In 1994, Congress passed the King Holiday and Service Act, designating Martin Luther King Jr. Day as a national day of service. Every year on the third Monday in January, Americans honor Dr. King’s legacy, service and leadership by engaging in community activism and volunteering.
If you are looking for a unique and long-term way to give back to your community, consider becoming a CASA volunteer, or Court Appointed Special Advocate, and helping children and families right here in Brown, Comanche, and Mills counties.
“CASA is more than just your everyday volunteer opportunity,” said Michelle Wells, Executive Director of CASA in the Heart of Texas. “Our volunteers commit their time to make a direct, lasting impact in the life of a child in foster care, giving them a better chance at a happy future.”
When a family is in crisis and a child is removed from home, the child is placed in the foster care system, sometimes far away from their friends, loved ones and home community. Though they are in this situation due to no fault of their own, they face a higher risk than their peers of negative outcomes such as homelessness, mental health problems and dropping out of school.

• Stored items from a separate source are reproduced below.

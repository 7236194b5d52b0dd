//! Period returns and equity curves from closing prices

use crate::error::{FinanceError, Result};

/// Minimum number of prices for a return to be defined
pub const MIN_PRICES: usize = 2;

/// `p[i] / p[i-1] - 1` for each consecutive pair
pub fn simple_returns(prices: &[f64]) -> Vec<f64> {
    prices.windows(2).map(|w| w[1] / w[0] - 1.0).collect()
}

/// `ln(p[i] / p[i-1])` for each consecutive pair
pub fn log_returns(prices: &[f64]) -> Vec<f64> {
    prices.windows(2).map(|w| (w[1] / w[0]).ln()).collect()
}

/// Growth of one unit invested at the first price, compounding the simple returns.
///
/// Same length as `prices`; the first value is always 1.0.
pub fn equity_curve_from_prices(prices: &[f64]) -> Vec<f64> {
    let returns = simple_returns(prices);

    let mut curve = Vec::with_capacity(returns.len() + 1);
    curve.push(1.0);
    for r in returns {
        let last = curve[curve.len() - 1];
        curve.push(last * (1.0 + r));
    }
    curve
}

/// Closing prices in chronological order, at least two of them
#[derive(Debug, Clone, PartialEq)]
pub struct PriceSeries {
    prices: Vec<f64>,
}

impl PriceSeries {
    pub fn new(prices: Vec<f64>) -> Result<Self> {
        if prices.len() < MIN_PRICES {
            return Err(FinanceError::InsufficientData {
                needed: MIN_PRICES,
                found: prices.len(),
            });
        }
        Ok(Self { prices })
    }

    /// Number of prices, always at least [`MIN_PRICES`]
    pub fn observations(&self) -> usize {
        self.prices.len()
    }

    pub fn simple_returns(&self) -> Vec<f64> {
        simple_returns(&self.prices)
    }

    pub fn log_returns(&self) -> Vec<f64> {
        log_returns(&self.prices)
    }

    pub fn equity_curve(&self) -> Vec<f64> {
        equity_curve_from_prices(&self.prices)
    }

    /// Last price over first price
    pub fn growth_multiple(&self) -> f64 {
        self.prices[self.prices.len() - 1] / self.prices[0]
    }
}

#[cfg(test)]
mod tests {
    use super::*;
    use approx::assert_abs_diff_eq;

    fn assert_series_eq(actual: &[f64], expected: &[f64]) {
        assert_eq!(actual.len(), expected.len());
        for (a, e) in actual.iter().zip(expected) {
            assert_abs_diff_eq!(*a, *e, epsilon = 1e-9);
        }
    }

    #[test]
    fn test_simple_returns() {
        assert_series_eq(&simple_returns(&[100.0, 110.0, 121.0]), &[0.10, 0.10]);
    }

    #[test]
    fn test_log_returns() {
        let returns = log_returns(&[100.0, 110.0, 121.0]);
        assert_series_eq(&returns, &[1.1f64.ln(), 1.1f64.ln()]);
    }

    #[test]
    fn test_lengths() {
        let prices = [10.0, 11.0, 9.5, 12.25, 12.0];
        assert_eq!(simple_returns(&prices).len(), prices.len() - 1);
        assert_eq!(log_returns(&prices).len(), prices.len() - 1);

        let curve = equity_curve_from_prices(&prices);
        assert_eq!(curve.len(), prices.len());
        assert_eq!(curve[0], 1.0);
    }

    #[test]
    fn test_equity_curve_tracks_price_ratio() {
        let prices = [100.0, 105.0, 110.25];
        assert_series_eq(&simple_returns(&prices), &[0.05, 0.05]);
        assert_series_eq(&equity_curve_from_prices(&prices), &[1.0, 1.05, 1.1025]);
    }

    #[test]
    fn test_degenerate_inputs() {
        assert!(simple_returns(&[100.0]).is_empty());
        assert!(log_returns(&[]).is_empty());
        assert_eq!(equity_curve_from_prices(&[100.0]), vec![1.0]);
    }

    #[test]
    fn test_price_series_requires_two_prices() {
        assert!(matches!(
            PriceSeries::new(vec![100.0]),
            Err(FinanceError::InsufficientData { needed: 2, found: 1 })
        ));
        assert!(PriceSeries::new(vec![]).is_err());

        let series = PriceSeries::new(vec![50.0, 75.0]).unwrap();
        assert_eq!(series.observations(), 2);
        assert_abs_diff_eq!(series.growth_multiple(), 1.5, epsilon = 1e-12);
        assert_series_eq(&series.equity_curve(), &[1.0, 1.5]);
    }
}
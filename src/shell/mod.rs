//! Interactive menu shell
//!
//! Reads line-based input, dispatches to the finance math and CSV readers,
//! and prints rounded results. Each command runs inside its own error
//! boundary: a bad number or a missing file is reported and the menu comes
//! back. Only failures on the terminal itself end the session.

mod config;
pub mod plot;

pub use config::{
    PlotTarget, ShellConfig, DEFAULT_PORTFOLIO_PATH, DEFAULT_PREVIEW_ROWS, DEFAULT_PRICES_PATH,
    DEFAULT_SVG_PATH,
};
pub use plot::{plotter_for, CurvePlotter, SvgPlotter, TerminalPlotter};

use crate::data::{read_portfolio_csv, read_prices_csv, PortfolioSnapshot};
use crate::finance::{
    amortization_schedule, equity_curve_from_prices, future_value, irr, loan_payment, log_returns, npv,
    simple_returns, ScheduleSummary, DEFAULT_IRR_GUESS, MONTHS_PER_YEAR,
};
use anyhow::{anyhow, Context, Result};
use std::io::{BufRead, Write};
use std::path::PathBuf;
use std::str::FromStr;

pub const MENU: &str = "
Mini Finance Toolkit
1) Future value (compound interest)
2) Loan payment (EMI) + amortization schedule
3) NPV & IRR of cash flows
4) Returns from prices (simple & log)
5) Portfolio snapshot from CSV
6) Plot equity curve from returns (optional)
0) Exit
Choose: ";

/// Returns shown per series by the returns command
const RETURNS_PREVIEW: usize = 5;

const PLOT_TITLE: &str = "Equity Curve (normalized)";

pub struct Shell<R, W> {
    input: R,
    output: W,
    config: ShellConfig,
    plotter: Box<dyn CurvePlotter>,
}

impl<R: BufRead, W: Write> Shell<R, W> {
    pub fn new(input: R, output: W, config: ShellConfig) -> Self {
        let plotter = plotter_for(&config.plot);
        Self::with_plotter(input, output, config, plotter)
    }

    pub fn with_plotter(input: R, output: W, config: ShellConfig, plotter: Box<dyn CurvePlotter>) -> Self {
        Self {
            input,
            output,
            config,
            plotter,
        }
    }

    /// Run the menu until `0` or end of input
    pub fn run(&mut self) -> Result<()> {
        loop {
            write!(self.output, "{}", MENU)?;
            self.output.flush()?;

            let choice = match self.read_line()? {
                Some(line) => line,
                None => {
                    writeln!(self.output, "\nBye!")?;
                    return Ok(());
                }
            };

            let outcome = match choice.trim() {
                "1" => self.future_value_command(),
                "2" => self.loan_command(),
                "3" => self.cash_flow_command(),
                "4" => self.returns_command(),
                "5" => self.portfolio_command(),
                "6" => self.plot_command(),
                "0" => {
                    writeln!(self.output, "Bye!")?;
                    return Ok(());
                }
                _ => {
                    writeln!(self.output, "Invalid choice. Try again.")?;
                    continue;
                }
            };

            if let Err(err) = outcome {
                // The terminal is gone; nothing more can be shown
                if err.downcast_ref::<std::io::Error>().is_some() {
                    return Err(err);
                }
                log::debug!("command failed: {:?}", err);
                writeln!(self.output, "Error: {:#}", err)?;
            }
        }
    }

    pub fn into_output(self) -> W {
        self.output
    }

    /// Next line without its terminator, `None` at end of input
    fn read_line(&mut self) -> Result<Option<String>> {
        let mut line = String::new();
        if self.input.read_line(&mut line)? == 0 {
            return Ok(None);
        }
        Ok(Some(line.trim_end_matches(&['\r', '\n'][..]).to_string()))
    }

    fn prompt(&mut self, message: &str) -> Result<String> {
        write!(self.output, "{}", message)?;
        self.output.flush()?;
        self.read_line()?
            .ok_or_else(|| anyhow!("unexpected end of input"))
    }

    fn prompt_parse<T>(&mut self, message: &str) -> Result<T>
    where
        T: FromStr,
        T::Err: std::error::Error + Send + Sync + 'static,
    {
        let text = self.prompt(message)?;
        parse_value(&text)
    }

    /// Blank answers fall back to `default`
    fn prompt_path(&mut self, message: &str, default: PathBuf) -> Result<PathBuf> {
        let text = self.prompt(message)?;
        let text = text.trim();
        Ok(if text.is_empty() { default } else { PathBuf::from(text) })
    }

    fn future_value_command(&mut self) -> Result<()> {
        let principal: f64 = self.prompt_parse("Initial amount: ")?;
        let rate: f64 = self.prompt_parse("Annual rate (e.g., 0.08 for 8%): ")?;
        let years: i32 = self.prompt_parse("Years: ")?;
        let frequency: i32 = self.prompt_parse("Compounds per year (e.g., 12): ")?;

        let fv = future_value(principal, rate, years as f64, frequency)?;
        writeln!(self.output, "Future value: {:.2}", fv)?;
        Ok(())
    }

    fn loan_command(&mut self) -> Result<()> {
        let loan: f64 = self.prompt_parse("Loan amount: ")?;
        let annual_rate: f64 = self.prompt_parse("Annual rate (e.g., 0.09): ")?;
        let years: u32 = self.prompt_parse("Years: ")?;

        let payment = loan_payment(loan, annual_rate, years, MONTHS_PER_YEAR);
        writeln!(self.output, "Monthly payment: {:.2}", payment)?;

        let answer = self.prompt(&format!(
            "Show first {} lines of amortization? (y/n): ",
            self.config.preview_rows
        ))?;
        if answer.trim().to_lowercase().starts_with('y') {
            let schedule = amortization_schedule(loan, annual_rate, years, MONTHS_PER_YEAR)?;
            for row in schedule.iter().take(self.config.preview_rows) {
                writeln!(
                    self.output,
                    "period={} payment={:.2} interest={:.2} principal={:.2} balance={:.2}",
                    row.period, row.payment, row.interest, row.principal, row.balance
                )?;
            }

            let summary = ScheduleSummary::from_schedule(&schedule);
            writeln!(
                self.output,
                "Over {} payments: total paid {:.2}, total interest {:.2}, final balance {:.2}",
                summary.periods, summary.total_paid, summary.total_interest, summary.final_balance
            )?;
        }
        Ok(())
    }

    fn cash_flow_command(&mut self) -> Result<()> {
        let text = self.prompt("Enter cash flows separated by commas (e.g., -1000,300,400,500):\n")?;
        let cash_flows = text
            .split(',')
            .map(parse_value::<f64>)
            .collect::<Result<Vec<_>>>()?;
        let discount_rate: f64 = self.prompt_parse("Discount rate (e.g., 0.1): ")?;

        writeln!(self.output, "NPV: {:.2}", npv(discount_rate, &cash_flows))?;
        writeln!(self.output, "IRR (approx): {:.4}", irr(&cash_flows, DEFAULT_IRR_GUESS))?;
        Ok(())
    }

    fn returns_command(&mut self) -> Result<()> {
        let path = self.prompt_path(
            &format!("Path to prices CSV (default {}): ", self.config.prices_path.display()),
            self.config.prices_path.clone(),
        )?;
        let prices = read_prices_csv(&path)?;

        writeln!(self.output, "Simple returns: {} ...", format_preview(&simple_returns(&prices)))?;
        writeln!(self.output, "Log returns: {} ...", format_preview(&log_returns(&prices)))?;
        Ok(())
    }

    fn portfolio_command(&mut self) -> Result<()> {
        let path = self.prompt_path(
            &format!("Path to portfolio CSV (default {}): ", self.config.portfolio_path.display()),
            self.config.portfolio_path.clone(),
        )?;
        let snapshot = PortfolioSnapshot::new(read_portfolio_csv(&path)?);

        writeln!(self.output, "Total portfolio value: {:.2}", snapshot.total_value())?;
        for (holding, weight) in snapshot.weighted() {
            writeln!(
                self.output,
                "{}: {} @ {} -> {:.2} (w={:.2}%)",
                holding.ticker,
                holding.shares,
                holding.price,
                holding.value,
                weight * 100.0
            )?;
        }
        Ok(())
    }

    /// Plot failures are reported here and never reach the menu's error boundary
    fn plot_command(&mut self) -> Result<()> {
        let path = self.prompt_path(
            &format!("Path to prices CSV (default {}): ", self.config.prices_path.display()),
            self.config.prices_path.clone(),
        )?;

        let result = read_prices_csv(&path)
            .map_err(anyhow::Error::from)
            .and_then(|prices| {
                let curve = equity_curve_from_prices(&prices);
                self.plotter.plot(PLOT_TITLE, &curve, &mut self.output)
            });

        if let Err(err) = result {
            writeln!(self.output, "Plot failed: {:#}", err)?;
        }
        Ok(())
    }
}

fn parse_value<T>(text: &str) -> Result<T>
where
    T: FromStr,
    T::Err: std::error::Error + Send + Sync + 'static,
{
    let text = text.trim();
    text.parse::<T>()
        .with_context(|| format!("could not parse '{}'", text))
}

fn format_preview(values: &[f64]) -> String {
    let shown: Vec<String> = values
        .iter()
        .take(RETURNS_PREVIEW)
        .map(|v| format!("{:.6}", v))
        .collect();
    format!("[{}]", shown.join(", "))
}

“Due to the trauma they have experienced and being separated from their families, children in foster care are the most vulnerable of the vulnerable,” said Wells. “They need a dedicated advocate to look after them while they are in the system.”

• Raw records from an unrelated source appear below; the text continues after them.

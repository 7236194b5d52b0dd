//! Finance math: compound growth, loans, cash-flow valuation and price returns
//!
//! Every function here is pure and works on plain `f64` slices.

mod growth;
mod loan;
mod cashflows;
mod irr;
mod returns;

pub use growth::{future_value, DEFAULT_COMPOUNDING};
pub use loan::{loan_payment, amortization_schedule, AmortizationRow, ScheduleSummary, MAX_SCHEDULE_PERIODS, MONTHS_PER_YEAR};
pub use cashflows::npv;
pub use irr::{irr, solve_irr, IrrMethod, IrrSolution, DEFAULT_IRR_GUESS};
pub use returns::{simple_returns, log_returns, equity_curve_from_prices, PriceSeries, MIN_PRICES};
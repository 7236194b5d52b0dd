//! Discounted cash-flow valuation

/// Net present value of `cash_flows` at a constant periodic `discount_rate`.
///
/// `cash_flows[0]` is the flow at t=0 (typically the negative outlay) and is
/// not discounted.
pub fn npv(discount_rate: f64, cash_flows: &[f64]) -> f64 {
    cash_flows
        .iter()
        .enumerate()
        .map(|(t, &cf)| cf / (1.0 + discount_rate).powi(t as i32))
        .sum()
}
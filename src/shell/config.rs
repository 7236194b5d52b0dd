//! Shell defaults, overridable from the command line

use std::path::PathBuf;

pub const DEFAULT_PRICES_PATH: &str = "prices.csv";
pub const DEFAULT_PORTFOLIO_PATH: &str = "portfolio.csv";
pub const DEFAULT_SVG_PATH: &str = "equity_curve.svg";

/// Amortization rows shown by the loan command
pub const DEFAULT_PREVIEW_ROWS: usize = 6;

/// Where the equity curve command sends its plot
#[derive(Debug, Clone, PartialEq, Eq)]
pub enum PlotTarget {
    /// ASCII chart written to the shell's output
    Terminal,
    /// SVG file at the given path
    Svg(PathBuf),
}

#[derive(Debug, Clone)]
pub struct ShellConfig {
    /// Used when the prices prompt is left blank
    pub prices_path: PathBuf,
    /// Used when the portfolio prompt is left blank
    pub portfolio_path: PathBuf,
    pub preview_rows: usize,
    pub plot: PlotTarget,
}

impl Default for ShellConfig {
    fn default() -> Self {
        Self {
            prices_path: PathBuf::from(DEFAULT_PRICES_PATH),
            portfolio_path: PathBuf::from(DEFAULT_PORTFOLIO_PATH),
            preview_rows: DEFAULT_PREVIEW_ROWS,
            plot: PlotTarget::Terminal,
        }
    }
}
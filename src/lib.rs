//! Mini Finance Toolkit - standard financial computations for a terminal session
//!
//! This library provides:
//! - Compound growth, level-payment loans and amortization schedules
//! - Cash-flow valuation (NPV, IRR with a bisection fallback)
//! - Simple/log returns and normalized equity curves from price series
//! - CSV readers for portfolio holdings and price series
//! - The interactive menu shell used by the `mini_finance` binary

pub mod error;
pub mod finance;
pub mod data;
pub mod shell;

// Re-export commonly used types
pub use error::{FinanceError, Result};
pub use finance::{AmortizationRow, IrrMethod, IrrSolution, PriceSeries};
pub use data::{PortfolioHolding, PortfolioSnapshot};
pub use shell::{Shell, ShellConfig};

CASA volunteers go through pre-service training and then are appointed by judges to advocate for a child in foster care. They get to know the child individually, and speak with their family of origin, foster parents, teachers, therapist and others, to form a holistic picture of the child’s unique needs and circumstances. Their advocacy helps ensure the child’s best interests are heard in the court, and that they are safe and supported while they are in foster care.
CASA volunteers advocate first and foremost for reunification with the child’s family of origin and help ensure that the child has a network of family members and other adults who will support them even after CASA and CPS involvement ends. When reunification is not safe or possible, they work to place the child with relatives or a loving adoptive family.
“We know that it is best for children when they can live safely at home,” said Wells. “In fact, we hope for a day when CASA is no longer needed because all children are healthily and happily growing up with their families. Until then, we need more community members to step up and advocate, right here, right now.”
Last year 35 CASA volunteers served 99 children in the foster care system in the three county area served by CASA in the Heart of Texas, but more than half of the children in care in Brown county still need a volunteer to advocate for their best interests. “It is the unrelenting goal of CASA in the Heart of Texas to grow to serve all the children that come into the system in our area, stated Joanne McCraw, Recruiter/Trainer.
“Dr. King envisioned a ‘beloved community,’ where all people have the same opportunities to thrive. At CASA in the Heart of Texas, we believe that change starts with children,” said McCraw.